= Data for processing =
impl<T: Ord + Clone> SequenceTreap<T> {
    /// Constructs a new, empty `SequenceTreap<T>`.
    ///
    /// # Examples
    /// ```
    /// use sequence_treap::SequenceTreap;
    ///
    /// let t: SequenceTreap<u32> = SequenceTreap::new();
    /// assert_eq!(t.size(), 0);
    /// ```
    pub fn new() -> Self {
        SequenceTreap {
            tree: None,
            rng: XorShiftRng::new_unseeded(),
        }
    }

    /// Constructs an empty `SequenceTreap<T>` whose priorities are drawn from
    /// a generator seeded with `seed`, so the tree shape is reproducible
    /// across runs. The seed must not be all zeroes.
    ///
    /// # Examples
    /// ```
    /// use sequence_treap::SequenceTreap;
    ///
    /// let mut t = SequenceTreap::with_seed([1, 2, 3, 4]);
    /// t.push_back(1);
    /// t.push_back(2);
    /// assert_eq!(t.to_vec(), vec![1, 2]);
    /// ```
    pub fn with_seed(seed: [u32; 4]) -> Self {
        SequenceTreap {
            tree: None,
            rng: SeedableRng::from_seed(seed),
        }
    }

    /// Appends a value to the end of the sequence by merging in a fresh
    /// single-node treap.
    ///
    /// # Examples
    /// ```
    /// use sequence_treap::SequenceTreap;
    ///
    /// let mut t = SequenceTreap::new();
    /// t.push_back(1);
    /// t.push_back(2);
    /// assert_eq!(t.to_vec(), vec![1, 2]);
    /// ```
    pub fn push_back(&mut self, value: T) {
        let &mut SequenceTreap { ref mut tree, ref mut rng } = self;
        let new_node = SequenceNode::new(value, rng.next_u32());
        tree::merge(tree, Some(Box::new(new_node)));
    }

    /// Reverses the closed range of positions `from..=to` in one treap
    /// operation; the reversal is applied lazily below the range's root.
    /// Both bounds are 0-based and must satisfy `from <= to < self.size()`.
    ///
    /// # Examples
    /// ```
    /// use sequence_treap::SequenceTreap;
    ///
    /// let mut t: SequenceTreap<u32> = (1..5).collect();
    /// t.reverse_range(1, 3);
    /// assert_eq!(t.to_vec(), vec![1, 4, 3, 2]);
    /// ```
    pub fn reverse_range(&mut self, from: usize, to: usize) {
        assert!(from <= to && to < self.size());
        let &mut SequenceTreap { ref mut tree, .. } = self;
        tree::reverse(tree, from, to);
    }

    /// Removes the first element of the sequence and returns it, or `None` if
    /// the sequence is empty.
    ///
    /// # Examples
    /// ```
    /// use sequence_treap::SequenceTreap;
    ///
    /// let mut t: SequenceTreap<u32> = (1..3).collect();
    /// assert_eq!(t.pop_front(), Some(1));
    /// assert_eq!(t.pop_front(), Some(2));
    /// assert_eq!(t.pop_front(), None);
    /// ```
    pub fn pop_front(&mut self) -> Option<T> {
        let &mut SequenceTreap { ref mut tree, .. } = self;
        tree::pop_front(tree)
    }

    /// Returns the position of the smallest value in the sequence, or `None`
    /// if the sequence is empty. The walk follows the cached subtree
    /// minimums and resolves pending reversals on its way down, which is why
    /// it needs mutable access. When the smallest value occurs more than
    /// once, one of its positions is returned.
    ///
    /// # Examples
    /// ```
    /// use sequence_treap::SequenceTreap;
    ///
    /// let mut t: SequenceTreap<u32> = vec![4, 2, 1, 3].into_iter().collect();
    /// assert_eq!(t.min_index(), Some(2));
    ///
    /// t.reverse_range(0, 3);
    /// assert_eq!(t.min_index(), Some(1));
    /// ```
    pub fn min_index(&mut self) -> Option<usize> {
        let &mut SequenceTreap { ref mut tree, .. } = self;
        tree::find_min(tree, 0)
    }

    /// Returns a reference to the smallest value in the sequence, or `None`
    /// if the sequence is empty.
    ///
    /// # Examples
    /// ```
    /// use sequence_treap::SequenceTreap;
    ///
    /// let t: SequenceTreap<u32> = vec![3, 1, 2].into_iter().collect();
    /// assert_eq!(t.min(), Some(&1));
    /// ```
    pub fn min(&self) -> Option<&T> {
        let &SequenceTreap { ref tree, .. } = self;
        tree.as_ref().map(|node| &node.min)
    }

    /// Returns a reference to the value at `index`, or `None` if `index` is
    /// past the end of the sequence.
    ///
    /// # Examples
    /// ```
    /// use sequence_treap::SequenceTreap;
    ///
    /// let t: SequenceTreap<u32> = vec![5, 6, 7].into_iter().collect();
    /// assert_eq!(t.get(1), Some(&6));
    /// assert_eq!(t.get(3), None);
    /// ```
    pub fn get(&self, index: usize) -> Option<&T> {
        let &SequenceTreap { ref tree, .. } = self;
        tree::get(tree, index)
    }

    /// Returns the number of elements in the sequence.
    ///
    /// # Examples
    /// ```
    /// use sequence_treap::SequenceTreap;
    ///
    /// let t: SequenceTreap<u32> = (0..10).collect();
    /// assert_eq!(t.size(), 10);
    /// ```
    pub fn size(&self) -> usize {
        let &SequenceTreap { ref tree, .. } = self;
        tree::size(tree)
    }

    /// Returns `true` if the sequence holds no elements.
    pub fn is_empty(&self) -> bool {
        self.size() == 0
    }

    /// Returns the height of the underlying tree as a root-to-leaf edge
    /// count; an empty or single-element treap has height 0.
    pub fn height(&self) -> usize {
        let &SequenceTreap { ref tree, .. } = self;
        tree::height(tree)
    }

    /// Copies the sequence into a `Vec` in logical order.
    ///
    /// # Examples
    /// ```
    /// use sequence_treap::SequenceTreap;
    ///
    /// let mut t: SequenceTreap<u32> = (1..6).collect();
    /// t.reverse_range(0, 4);
    /// assert_eq!(t.to_vec(), vec![5, 4, 3, 2, 1]);
    /// ```
    pub fn to_vec(&self) -> Vec<T> {
        self.iter().cloned().collect()
    }

    /// Returns an iterator that yields the elements in logical order. Pending
    /// reversals are resolved on the fly by walking the children in flipped
    /// order underneath them, so iteration does not modify the tree.
    ///
    /// # Examples
    /// ```
    /// use sequence_treap::SequenceTreap;
    ///
    /// let t: SequenceTreap<u32> = vec![1, 2, 3].into_iter().collect();
    ///
    /// let mut iterator = t.iter();
    /// assert_eq!(iterator.next(), Some(&1));
    /// assert_eq!(iterator.next(), Some(&2));
    /// assert_eq!(iterator.next(), Some(&3));
    /// assert_eq!(iterator.next(), None);
    /// ```
    pub fn iter(&self) -> SequenceTreapIter<T> {
        let &SequenceTreap { ref tree, .. } = self;
        SequenceTreapIter {
            current: tree,
            reversed: false,
            stack: Vec::new(),
        }
    }
}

= Problem =
Reproduce the material in full. Keep it identical to the original.

= Task answer =
impl<T: Ord + Clone> SequenceTreap<T> {
    /// Constructs a new, empty `SequenceTreap<T>`.
    ///
    /// # Examples
    /// ```
    /// use sequence_treap::SequenceTreap;
    ///
    /// let t: SequenceTreap<u32> = SequenceTreap::new();
    /// assert_eq!(t.size(), 0);
    /// ```
    pub fn new() -> Self {
        SequenceTreap {
            tree: None,
            rng: XorShiftRng::new_unseeded(),
        }
    }

    /// Constructs an empty `SequenceTreap<T>` whose priorities are drawn from
    /// a generator seeded with `seed`, so the tree shape is reproducible
    /// across runs. The seed must not be all zeroes.
    ///
    /// # Examples
    /// ```
    /// use sequence_treap::SequenceTreap;
    ///
    /// let mut t = SequenceTreap::with_seed([1, 2, 3, 4]);
    /// t.push_back(1);
    /// t.push_back(2);
    /// assert_eq!(t.to_vec(), vec![1, 2]);
    /// ```
    pub fn with_seed(seed: [u32; 4]) -> Self {
        SequenceTreap {
            tree: None,
            rng: SeedableRng::from_seed(seed),
        }
    }

    /// Appends a value to the end of the sequence by merging in a fresh
    /// single-node treap.
    ///
    /// # Examples
    /// ```
    /// use sequence_treap::SequenceTreap;
    ///
    /// let mut t = SequenceTreap::new();
    /// t.push_back(1);
    /// t.push_back(2);
    /// assert_eq!(t.to_vec(), vec![1, 2]);
    /// ```
    pub fn push_back(&mut self, value: T) {
        let &mut SequenceTreap { ref mut tree, ref mut rng } = self;
        let new_node = SequenceNode::new(value, rng.next_u32());
        tree::merge(tree, Some(Box::new(new_node)));
    }

    /// Reverses the closed range of positions `from..=to` in one treap
    /// operation; the reversal is applied lazily below the range's root.
    /// Both bounds are 0-based and must satisfy `from <= to < self.size()`.
    ///
    /// # Examples
    /// ```
    /// use sequence_treap::SequenceTreap;
    ///
    /// let mut t: SequenceTreap<u32> = (1..5).collect();
    /// t.reverse_range(1, 3);
    /// assert_eq!(t.to_vec(), vec![1, 4, 3, 2]);
    /// ```
    pub fn reverse_range(&mut self, from: usize, to: usize) {
        assert!(from <= to && to < self.size());
        let &mut SequenceTreap { ref mut tree, .. } = self;
        tree::reverse(tree, from, to);
    }

    /// Removes the first element of the sequence and returns it, or `None` if
    /// the sequence is empty.
    ///
    /// # Examples
    /// ```
    /// use sequence_treap::SequenceTreap;
    ///
    /// let mut t: SequenceTreap<u32> = (1..3).collect();
    /// assert_eq!(t.pop_front(), Some(1));
    /// assert_eq!(t.pop_front(), Some(2));
    /// assert_eq!(t.pop_front(), None);
    /// ```
    pub fn pop_front(&mut self) -> Option<T> {
        let &mut SequenceTreap { ref mut tree, .. } = self;
        tree::pop_front(tree)
    }

    /// Returns the position of the smallest value in the sequence, or `None`
    /// if the sequence is empty. The walk follows the cached subtree
    /// minimums and resolves pending reversals on its way down, which is why
    /// it needs mutable access. When the smallest value occurs more than
    /// once, one of its positions is returned.
    ///
    /// # Examples
    /// ```
    /// use sequence_treap::SequenceTreap;
    ///
    /// let mut t: SequenceTreap<u32> = vec![4, 2, 1, 3].into_iter().collect();
    /// assert_eq!(t.min_index(), Some(2));
    ///
    /// t.reverse_range(0, 3);
    /// assert_eq!(t.min_index(), Some(1));
    /// ```
    pub fn min_index(&mut self) -> Option<usize> {
        let &mut SequenceTreap { ref mut tree, .. } = self;
        tree::find_min(tree, 0)
    }

    /// Returns a reference to the smallest value in the sequence, or `None`
    /// if the sequence is empty.
    ///
    /// # Examples
    /// ```
    /// use sequence_treap::SequenceTreap;
    ///
    /// let t: SequenceTreap<u32> = vec![3, 1, 2].into_iter().collect();
    /// assert_eq!(t.min(), Some(&1));
    /// ```
    pub fn min(&self) -> Option<&T> {
        let &SequenceTreap { ref tree, .. } = self;
        tree.as_ref().map(|node| &node.min)
    }

    /// Returns a reference to the value at `index`, or `None` if `index` is
    /// past the end of the sequence.
    ///
    /// # Examples
    /// ```
    /// use sequence_treap::SequenceTreap;
    ///
    /// let t: SequenceTreap<u32> = vec![5, 6, 7].into_iter().collect();
    /// assert_eq!(t.get(1), Some(&6));
    /// assert_eq!(t.get(3), None);
    /// ```
    pub fn get(&self, index: usize) -> Option<&T> {
        let &SequenceTreap { ref tree, .. } = self;
        tree::get(tree, index)
    }

    /// Returns the number of elements in the sequence.
    ///
    /// # Examples
    /// ```
    /// use sequence_treap::SequenceTreap;
    ///
    /// let t: SequenceTreap<u32> = (0..10).collect();
    /// assert_eq!(t.size(), 10);
    /// ```
    pub fn size(&self) -> usize {
        let &SequenceTreap { ref tree, .. } = self;
        tree::size(tree)
    }

    /// Returns `true` if the sequence holds no elements.
    pub fn is_empty(&self) -> bool {
        self.size() == 0
    }

    /// Returns the height of the underlying tree as a root-to-leaf edge
    /// count; an empty or single-element treap has height 0.
    pub fn height(&self) -> usize {
        let &SequenceTreap { ref tree, .. } = self;
        tree::height(tree)
    }

    /// Copies the sequence into a `Vec` in logical order.
    ///
    /// # Examples
    /// ```
    /// use sequence_treap::SequenceTreap;
    ///
    /// let mut t: SequenceTreap<u32> = (1..6).collect();
    /// t.reverse_range(0, 4);
    /// assert_eq!(t.to_vec(), vec![5, 4, 3, 2, 1]);
    /// ```
    pub fn to_vec(&self) -> Vec<T> {
        self.iter().cloned().collect()
    }

    /// Returns an iterator that yields the elements in logical order. Pending
    /// reversals are resolved on the fly by walking the children in flipped
    /// order underneath them, so iteration does not modify the tree.
    ///
    /// # Examples
    /// ```
    /// use sequence_treap::SequenceTreap;
    ///
    /// let t: SequenceTreap<u32> = vec![1, 2, 3].into_iter().collect();
    ///
    /// let mut iterator = t.iter();
    /// assert_eq!(iterator.next(), Some(&1));
    /// assert_eq!(iterator.next(), Some(&2));
    /// assert_eq!(iterator.next(), Some(&3));
    /// assert_eq!(iterator.next(), None);
    /// ```
    pub fn iter(&self) -> SequenceTreapIter<T> {
        let &SequenceTreap { ref tree, .. } = self;
        SequenceTreapIter {
            current: tree,
            reversed: false,
            stack: Vec::new(),
        }
    }
}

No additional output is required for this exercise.